In the listing below, locate the line containing "use clap::Parser;"; reproduce that line and all lines that follow it, unchanged.

====

//! buildgate CLI: version-gated production builds for front-end projects.
//!
//! Checks the toolchain, clears stale output, hands the asset pipeline to
//! the bundling engine and reports the verdict as an exit code.

mod commands;

use std::process::ExitCode;

use clap::Parser;
use color_eyre::eyre::Result;

use commands::Cli;

#[tokio::main]
async fn main() -> Result<ExitCode> {
    color_eyre::install()?;
    let cli = Cli::parse();
    commands::init_tracing(&cli);
    commands::run(cli).await
}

====

ANSWER SPACE.
use clap::Parser;
use color_eyre::eyre::Result;

use commands::Cli;

#[tokio::main]
async fn main() -> Result<ExitCode> {
    color_eyre::install()?;
    let cli = Cli::parse();
    commands::init_tracing(&cli);
    commands::run(cli).await
}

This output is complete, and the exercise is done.